Yesterday, the shares of one of the world’s largest arms companies fell by more than 11%. The entire defense sector was under pressure. What happened? Lockheed Martin’s (LMT) reporting results disappointed investors.
In a rather unexpected way, Lockheed Martin’s revenue in the third quarter fell by 2.9% to $16.03 billion, compared with $16.5 billion for the same period in 2020. Net income decreased by 63% to $614 million, or $2.21 per share, from $1.7 billion, or $6.25 per share, a year earlier.
Against this background, Lockheed Martin has worsened its annual forecast. The company now expects revenue in 2021 to be $67 billion instead of the previously forecast $67.3-68.7 billion.
The annual net profit per share will be $22.45 against the previously forecast $21.95-22.25. In addition, revenue for 2022 to decrease from the expected levels of 2021 to $66 billion.
Revenues of the aeronautics division decreased by 2% to $6.57 billion due to a decrease in sales of F-35 fighters.

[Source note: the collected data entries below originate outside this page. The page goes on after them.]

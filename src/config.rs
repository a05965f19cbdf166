use clap::Parser;
use serde::Deserialize;
use std::path::{Path, PathBuf};
use std::time::Duration;

#[derive(Parser, Debug)]
#[command(name = "forum", about = "A minimal discussion forum")]
pub struct Cli {
    /// Path to config file (TOML, or JSON when the name ends in .json)
    #[arg(short, long)]
    pub config: Option<PathBuf>,

    /// Address to listen on, e.g. 127.0.0.1:8080
    #[arg(short, long)]
    pub listen: Option<String>,

    /// Path to the SQLite database file
    #[arg(long)]
    pub database: Option<PathBuf>,

    /// Directory holding static/ assets
    #[arg(long)]
    pub assets_dir: Option<PathBuf>,
}

#[derive(Deserialize, Debug, Clone, Default)]
#[serde(default)]
pub struct Config {
    pub server: ServerConfig,
    pub database: DatabaseConfig,
    pub assets: AssetsConfig,
    pub auth: AuthConfig,
}

#[derive(Deserialize, Debug, Clone)]
#[serde(default)]
pub struct ServerConfig {
    pub listen_address: String,
    pub request_timeout_secs: u64,
}

#[derive(Deserialize, Debug, Clone)]
#[serde(default)]
pub struct DatabaseConfig {
    pub path: PathBuf,
    pub pool_size: u32,
    pub busy_timeout_ms: u64,
}

#[derive(Deserialize, Debug, Clone)]
#[serde(default)]
pub struct AssetsConfig {
    pub dir: PathBuf,
}

#[derive(Deserialize, Debug, Clone)]
#[serde(default)]
pub struct AuthConfig {
    pub cookie_name: String,
    pub cookie_days: u64,
}

/// Flat JSON layout: `{"Database": ..., "ListenAddress": ..., "AssetsDir": ...}`.
#[derive(Deserialize, Debug)]
struct FlatConfig {
    #[serde(alias = "Database", alias = "database", alias = "storeConnectionString")]
    store_connection_string: Option<String>,
    #[serde(alias = "ListenAddress", alias = "listenAddress")]
    listen_address: Option<String>,
    #[serde(alias = "AssetsDir", alias = "assetsDir")]
    assets_dir: Option<PathBuf>,
}

impl Default for ServerConfig {
    fn default() -> Self {
        Self {
            listen_address: "127.0.0.1:8080".to_string(),
            request_timeout_secs: 10,
        }
    }
}

impl Default for DatabaseConfig {
    fn default() -> Self {
        Self {
            path: PathBuf::from("forum.db"),
            pool_size: 8,
            busy_timeout_ms: 5000,
        }
    }
}

impl Default for AssetsConfig {
    fn default() -> Self {
        Self {
            dir: PathBuf::from("assets"),
        }
    }
}

impl Default for AuthConfig {
    fn default() -> Self {
        Self {
            cookie_name: "name".to_string(),
            cookie_days: 7,
        }
    }
}

impl Config {
    pub fn load(cli: &Cli) -> anyhow::Result<Self> {
        let mut config = match cli.config {
            Some(ref path) if path.exists() => Self::read(path)?,
            Some(ref path) => {
                tracing::warn!("Config file {} not found, using defaults", path.display());
                Config::default()
            }
            None => Config::default(),
        };

        // CLI overrides
        if let Some(ref listen) = cli.listen {
            config.server.listen_address = listen.clone();
        }
        if let Some(ref database) = cli.database {
            config.database.path = database.clone();
        }
        if let Some(ref dir) = cli.assets_dir {
            config.assets.dir = dir.clone();
        }

        Ok(config)
    }

    /// Read a config file. `.json` files use the flat layout, anything else is TOML.
    pub fn read(path: &Path) -> anyhow::Result<Self> {
        tracing::info!("Reading configuration from {}", path.display());
        let content = std::fs::read_to_string(path)
            .map_err(|e| anyhow::anyhow!("cannot read configuration {}: {}", path.display(), e))?;

        let is_json = path
            .extension()
            .map(|ext| ext.eq_ignore_ascii_case("json"))
            .unwrap_or(false);

        if !is_json {
            return toml::from_str(&content).map_err(|e| {
                anyhow::anyhow!("cannot parse configuration {}: {}", path.display(), e)
            });
        }

        let flat: FlatConfig = serde_json::from_str(&content)
            .map_err(|e| anyhow::anyhow!("cannot parse configuration {}: {}", path.display(), e))?;

        let mut config = Config::default();
        if let Some(db) = flat.store_connection_string {
            config.database.path = PathBuf::from(db);
        }
        if let Some(listen) = flat.listen_address {
            config.server.listen_address = listen;
        }
        if let Some(dir) = flat.assets_dir {
            config.assets.dir = dir;
        }
        Ok(config)
    }

    pub fn request_timeout(&self) -> Duration {
        Duration::from_secs(self.server.request_timeout_secs)
    }

    pub fn static_dir(&self) -> PathBuf {
        self.assets.dir.join("static")
    }
}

The income of the missile and fire control division fell by 6% YoY and amounted to $2.78 billion due to lower sales of GMLR and Hellfire multiple launch rocket systems and SNIPER outboard sighting stations.

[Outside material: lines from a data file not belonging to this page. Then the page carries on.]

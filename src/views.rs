use askama::Template;
use axum::http::{header, StatusCode};
use axum::response::{IntoResponse, Response};

use crate::db::models::{Post, Thread, Topic};

#[derive(Template)]
#[template(path = "pages/home.html")]
pub struct HomeTemplate;

#[derive(Template)]
#[template(path = "pages/welcome.html")]
pub struct WelcomeTemplate {
    pub name: String,
}

#[derive(Template)]
#[template(path = "pages/topics.html")]
pub struct TopicsTemplate {
    pub topics: Vec<Topic>,
}

#[derive(Template)]
#[template(path = "pages/threads.html")]
pub struct ThreadsTemplate {
    pub topic: Topic,
    pub threads: Vec<Thread>,
}

#[derive(Template)]
#[template(path = "pages/new_topic.html")]
pub struct NewTopicTemplate {
    pub topic: Topic,
}

#[derive(Template)]
#[template(path = "pages/new_thread.html")]
pub struct NewThreadTemplate {
    pub thread: Thread,
    pub post: Post,
}

#[derive(Template)]
#[template(path = "pages/new_post.html")]
pub struct NewPostTemplate {
    pub thread: Thread,
    pub post: Post,
}

/// A post ready for display: body already converted to markup and the
/// poster's name resolved.
pub struct DisplayPost {
    pub body_html: String,
    pub user_name: String,
    pub posted_at: String,
}

#[derive(Template)]
#[template(path = "pages/one_thread.html")]
pub struct OneThreadTemplate {
    pub topic: Topic,
    pub thread: Thread,
    pub posts: Vec<DisplayPost>,
}

#[derive(Template)]
#[template(path = "pages/user_error.html")]
pub struct UserErrorTemplate {
    pub message: String,
}

#[derive(Template)]
#[template(path = "pages/not_found.html")]
pub struct NotFoundTemplate;

/// Wrapper to render askama templates as axum responses
pub struct Html<T: Template>(pub T);

impl<T: Template> IntoResponse for Html<T> {
    fn into_response(self) -> Response {
        render_page(StatusCode::OK, &self.0)
    }
}

/// Render a view with the given status. Templates render into a buffer, so
/// a failure here has not written anything yet and becomes a single 500.
pub fn render_page<T: Template>(status: StatusCode, template: &T) -> Response {
    match template.render() {
        Ok(body) => (
            status,
            [(header::CONTENT_TYPE, "text/html; charset=utf-8")],
            body,
        )
            .into_response(),
        Err(e) => {
            tracing::error!("Template render error: {}", e);
            (StatusCode::INTERNAL_SERVER_ERROR, "Template error").into_response()
        }
    }
}
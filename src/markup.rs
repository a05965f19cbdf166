//! Plain-text post bodies to paragraph and line-break markup.

/// Split on blank lines into `<p>` blocks, turning single newlines into
/// `<br>`. Text is HTML-escaped; empty paragraphs are dropped.
pub fn body_as_html(body: &str) -> String {
    let body = body.replace("\r\n", "\n").replace('\r', "\n");

    let mut out = String::with_capacity(body.len() + 16);
    for para in body.split("\n\n") {
        let para = para.trim();
        if para.is_empty() {
            continue;
        }

        out.push_str("<p>\n");
        out.push_str(&escape_html(para).replace('\n', "<br>\n"));
        out.push_str("\n</p>\n");
    }
    out
}

fn escape_html(text: &str) -> String {
    let mut out = String::with_capacity(text.len());
    for c in text.chars() {
        match c {
            '&' => out.push_str("&amp;"),
            '<' => out.push_str("&lt;"),
            '>' => out.push_str("&gt;"),
            '"' => out.push_str("&#34;"),
            '\'' => out.push_str("&#39;"),
            _ => out.push(c),
        }
    }
    out
}

#[cfg(test)]
mod tests {
    use super::*;

    #[test]
    fn single_line_is_one_paragraph() {
        assert_eq!(body_as_html("First post"), "<p>\nFirst post\n</p>\n");
    }

    #[test]
    fn blank_lines_split_paragraphs_and_newlines_break() {
        assert_eq!(
            body_as_html("one\ntwo\r\n\r\nthree"),
            "<p>\none<br>\ntwo\n</p>\n<p>\nthree\n</p>\n"
        );
    }

    #[test]
    fn empty_paragraphs_are_dropped() {
        assert_eq!(body_as_html("\n\n\n\n  \n\nhi\n\n"), "<p>\nhi\n</p>\n");
        assert_eq!(body_as_html("   "), "");
    }

    #[test]
    fn markup_is_escaped() {
        assert_eq!(
            body_as_html("<b>\"bold\" & 'brave'</b>"),
            "<p>\n&lt;b&gt;&#34;bold&#34; &amp; &#39;brave&#39;&lt;/b&gt;\n</p>\n"
        );
    }
}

The revenues of the rotary and mission systems segment decreased slightly from $3.998 a year earlier to $3.98 billion, which was due to a decrease in sales of IWSS and TPQ-53 tactical reconnaissance systems. At the same time, offset by high sales of Sikorsky helicopters.
The revenue of the space division decreased by 5%. It amounted to $2.7 billion due to a decrease in sales due to the renationalization of the Atomic Weapons Establishment (AWE) program, which is no longer included in the company’s financial results starting from the third quarter of 2021.
As we can see, there is nothing tragic that could cause significant disappointment.
There is no upward movement, And that’s the main thing. The market does not forgive this today. Nevertheless, Lockheed is an exciting company with good potential.
At current prices, especially taking into account the drawdown of the cost, buying paper in a portfolio of long-term investments is, in my opinion, quite a reasonable idea. But, of course, it will not bring you a doubling in a year. No. But it may well grow by 8-15% (possibly more) per year.